So you might like to retrieve all the diseases by which all the persons are affected via, e.g., the statement displayed bellow:

SELECT Person.FirstName            AS "Patient first name",
       Person.LastName             AS "Patient last name",
       Disease.Name                AS "Disease name",
       PersonDisease.DiagnosedDate AS "Diagnosed date"
  FROM PersonDisease
  JOIN Disease
    ON Disease.DiseaseNumber = PersonDisease.DiseaseNumber
  JOIN Person
    ON Person.PersonId       = PersonDisease.PersonId; 

As is also exemplified in this SQL Fiddle.

Inspecting all the other diseases suffered by persons that have heart disease

Let us assume that heart disease is primarily identified by disease number 3, so you can construct a SELECT statement like, e.g., the following one to see what other diseases are suffered by people with heart disease:

SELECT PersonDisease.PersonId,
       Person.FirstName,
       Person.LastName,
       PersonDisease.DiseaseNumber,
       Disease.Name
  FROM PersonDisease
  JOIN Person
    ON Person.PersonId              = PersonDisease.PersonId
  JOIN Disease
    ON Disease.DiseaseNumber        = PersonDisease.DiseaseNumber
 WHERE Person.PersonId              IN (SELECT PersonId
                                          FROM PersonDisease
                                         WHERE DiseaseNumber = 3)
   AND PersonDisease.DiseaseNumber <> 3;

You can review a comparable method in action in this new SQL Fiddle.

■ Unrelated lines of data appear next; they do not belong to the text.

use fincalc_core::deposits::fd::{self, Compounding, FdInput};
use fincalc_core::deposits::rd::{self, RdInput};
use rust_decimal::Decimal;
use rust_decimal_macros::dec;

// ===========================================================================
// Fixed deposit tests
// ===========================================================================

#[test]
fn test_fd_annual_one_year_is_simple_compound() {
    let input = FdInput {
        principal: dec!(250000),
        annual_rate: dec!(6.8),
        tenure_years: dec!(1),
        compounding: Compounding::Annual,
    };
    let out = fd::compute_fd(&input).unwrap().result;
    // p * (1 + r/100)
    assert_eq!(out.maturity_amount, dec!(267000.00));
    assert_eq!(out.interest_earned, dec!(17000.00));
}

#[test]
fn test_fd_five_year_quarterly_reference() {
    // Classic tax-saver FD: 1.5L at 7% for 5 years, quarterly compounding.
    // 150000 * (1 + 0.07/4)^20 = 212216.73
    let input = FdInput {
        principal: dec!(150000),
        annual_rate: dec!(7),
        tenure_years: dec!(5),
        compounding: Compounding::Quarterly,
    };
    let out = fd::compute_fd(&input).unwrap().result;
    assert!(
        (out.maturity_amount - dec!(212216.73)).abs() < dec!(0.05),
        "got {}",
        out.maturity_amount
    );
    assert_eq!(out.total_investment, dec!(150000));
}

#[test]
fn test_fd_more_frequent_compounding_earns_more() {
    let base = FdInput {
        principal: dec!(100000),
        annual_rate: dec!(7.5),
        tenure_years: dec!(4),
        compounding: Compounding::Annual,
    };
    let annual = fd::compute_fd(&base).unwrap().result.maturity_amount;
    let half_yearly = fd::compute_fd(&FdInput {
        compounding: Compounding::HalfYearly,
        ..base.clone()
    })
    .unwrap()
    .result
    .maturity_amount;
    let monthly = fd::compute_fd(&FdInput {
        compounding: Compounding::Monthly,
        ..base
    })
    .unwrap()
    .result
    .maturity_amount;
    assert!(annual < half_yearly);
    assert!(half_yearly < monthly);
}

#[test]
fn test_fd_compounding_parses_kebab_case_only() {
    assert!(serde_json::from_str::<Compounding>("\"half-yearly\"").is_ok());
    assert!(serde_json::from_str::<Compounding>("\"HalfYearly\"").is_err());
    assert!(serde_json::from_str::<Compounding>("\"daily\"").is_err());
}

#[test]
fn test_fd_rejects_invalid_inputs() {
    let mut input = FdInput {
        principal: dec!(-5),
        annual_rate: dec!(7),
        tenure_years: dec!(1),
        compounding: Compounding::Quarterly,
    };
    assert!(fd::compute_fd(&input).is_err());

    input.principal = dec!(100000);
    input.annual_rate = dec!(-0.5);
    assert!(fd::compute_fd(&input).is_err());

    input.annual_rate = dec!(7);
    input.tenure_years = Decimal::ZERO;
    assert!(fd::compute_fd(&input).is_err());
}

// ===========================================================================
// Recurring deposit tests
// ===========================================================================

#[test]
fn test_rd_one_year_reference() {
    // 5000/month at 12% for a year: 5000 * 1.01 * (1.01^12 - 1) / 0.01
    let input = RdInput {
        monthly_deposit: dec!(5000),
        annual_rate: dec!(12),
        tenure_years: dec!(1),
    };
    let out = rd::compute_rd(&input).unwrap().result;
    assert_eq!(out.maturity_amount, dec!(64046.64));
    assert_eq!(out.total_investment, dec!(60000));
    assert_eq!(out.interest_earned, dec!(4046.64));
}

#[test]
fn test_rd_first_deposit_compounds_longest() {
    // With one extra month, the new deposit joins at the end and every
    // earlier deposit earns one more period.
    let shorter = RdInput {
        monthly_deposit: dec!(2000),
        annual_rate: dec!(7.5),
        tenure_years: dec!(2),
    };
    let longer = RdInput {
        tenure_years: dec!(2.25),
        ..shorter.clone()
    };
    let a = rd::compute_rd(&shorter).unwrap().result;
    let b = rd::compute_rd(&longer).unwrap().result;
    assert_eq!(b.total_investment - a.total_investment, dec!(6000));
    assert!(b.interest_earned > a.interest_earned);
}

#[test]
fn test_rd_interest_identity() {
    let input = RdInput {
        monthly_deposit: dec!(7500),
        annual_rate: dec!(6.5),
        tenure_years: dec!(5),
    };
    let out = rd::compute_rd(&input).unwrap().result;
    assert_eq!(
        out.interest_earned,
        out.maturity_amount - out.total_investment
    );
    assert!(out.maturity_amount > out.total_investment);
}

#[test]
fn test_rd_rejects_zero_deposit() {
    let input = RdInput {
        monthly_deposit: Decimal::ZERO,
        annual_rate: dec!(6),
        tenure_years: dec!(1),
    };
    assert!(rd::compute_rd(&input).is_err());
}
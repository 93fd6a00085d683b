pub mod error;
pub mod format;
pub mod record;
pub mod registry;
pub mod time_value;
pub mod types;

pub mod deposits;
pub mod investments;
pub mod loans;

pub use error::FinCalcError;
pub use types::*;

/// Standard result type for all fincalc operations
pub type FinCalcResult<T> = Result<T, FinCalcError>;
mod commands;
mod input;
mod output;

use clap::{Parser, Subcommand, ValueEnum};
use colored::Colorize;
use std::process;

use commands::deposits::{FdArgs, RdArgs};
use commands::investments::{CagrArgs, SipArgs};
use commands::loans::{EligibilityArgs, EmiArgs, ScheduleArgs};
use commands::record::RecordArgs;
use commands::registry::DescribeArgs;

/// Personal-finance calculations with decimal precision
#[derive(Parser)]
#[command(
    name = "pfc",
    version,
    about = "Personal-finance calculations with decimal precision",
    long_about = "A CLI for personal-finance calculations with decimal precision. \
                  Supports loan EMIs with full amortization schedules and prepayment, \
                  fixed and recurring deposit maturity, SIP wealth projection with \
                  annual step-up, FOIR-based loan eligibility, and CAGR."
)]
struct Cli {
    #[command(subcommand)]
    command: Commands,

    /// Output format
    #[arg(long, default_value = "json", global = true)]
    output: OutputFormat,
}

#[derive(Subcommand)]
enum Commands {
    /// Calculate the fixed monthly installment for a loan
    Emi(EmiArgs),
    /// Generate a month-by-month amortization schedule
    Schedule(ScheduleArgs),
    /// Check maximum loan eligibility from income and FOIR
    Eligibility(EligibilityArgs),
    /// Fixed deposit maturity with compound interest
    Fd(FdArgs),
    /// Recurring deposit maturity from monthly deposits
    Rd(RdArgs),
    /// SIP wealth projection with optional annual step-up
    Sip(SipArgs),
    /// Compound annual growth rate between two values
    Cagr(CagrArgs),
    /// List all available calculators
    Calculators,
    /// Show a calculator's input schema
    Describe(DescribeArgs),
    /// Summarise a saved calculation record
    Record(RecordArgs),
    /// Print version information
    Version,
}

#[derive(Debug, Clone, ValueEnum)]
pub enum OutputFormat {
    Json,
    Table,
    Csv,
    Minimal,
}

fn main() {
    let cli = Cli::parse();

    let result: Result<serde_json::Value, Box<dyn std::error::Error>> = match cli.command {
        Commands::Emi(args) => commands::loans::run_emi(args),
        Commands::Schedule(args) => commands::loans::run_schedule(args),
        Commands::Eligibility(args) => commands::loans::run_eligibility(args),
        Commands::Fd(args) => commands::deposits::run_fd(args),
        Commands::Rd(args) => commands::deposits::run_rd(args),
        Commands::Sip(args) => commands::investments::run_sip(args),
        Commands::Cagr(args) => commands::investments::run_cagr(args),
        Commands::Calculators => commands::registry::run_calculators(),
        Commands::Describe(args) => commands::registry::run_describe(args),
        Commands::Record(args) => commands::record::run_record(args),
        Commands::Version => {
            println!("pfc {}", env!("CARGO_PKG_VERSION"));
            return;
        }
    };

    match result {
        Ok(value) => {
            output::format_output(&cli.output, &value);
            process::exit(0);
        }
        Err(e) => {
            eprintln!("{}: {}", "error".red().bold(), e);
            process::exit(1);
        }
    }
}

Of course, this and the query discussed in the preceding section can be defined as VIEWs so that you can SELECT data directly FROM them, if necessary.

There might well be other approaches to solve this requirement like, e.g., comparing the data stored in PersonDisease with a VIEW that includes only the persons who have heart disease, or a CTE as suggested by @Joishi Bodio in their answer. Some of them could be served by faster execution plans than the ones that correspond to the other approaches, so you should naturally make some tests and implement a reliable INDEXing strategy.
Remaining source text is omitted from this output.